* _WORK ITEM_
The lines from the one holding "mod comments;" to the end of the records below, exactly as written, are the only thing to return.

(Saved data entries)
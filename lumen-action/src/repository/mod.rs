//! Repository layer
//!
//! Repositories are thin adapters over the HTTP clients. They give the
//! poll loop and the report publisher narrow, mockable interfaces and add
//! operation context to client errors.
//!
//! All repositories are trait-based to enable testing and mocking.

mod comments;
mod jobs;

// Re-export traits
pub use comments::CommentRepository;
pub use jobs::JobRepository;

// Re-export implementations
pub use comments::HttpCommentRepository;
pub use jobs::HttpJobRepository;

#[cfg(test)]
pub(crate) mod testing;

* _RESPONSE TO THE TASK_
mod comments;
mod jobs;

// Re-export traits
pub use comments::CommentRepository;
pub use jobs::JobRepository;

// Re-export implementations
pub use comments::HttpCommentRepository;
pub use jobs::HttpJobRepository;

#[cfg(test)]
pub(crate) mod testing;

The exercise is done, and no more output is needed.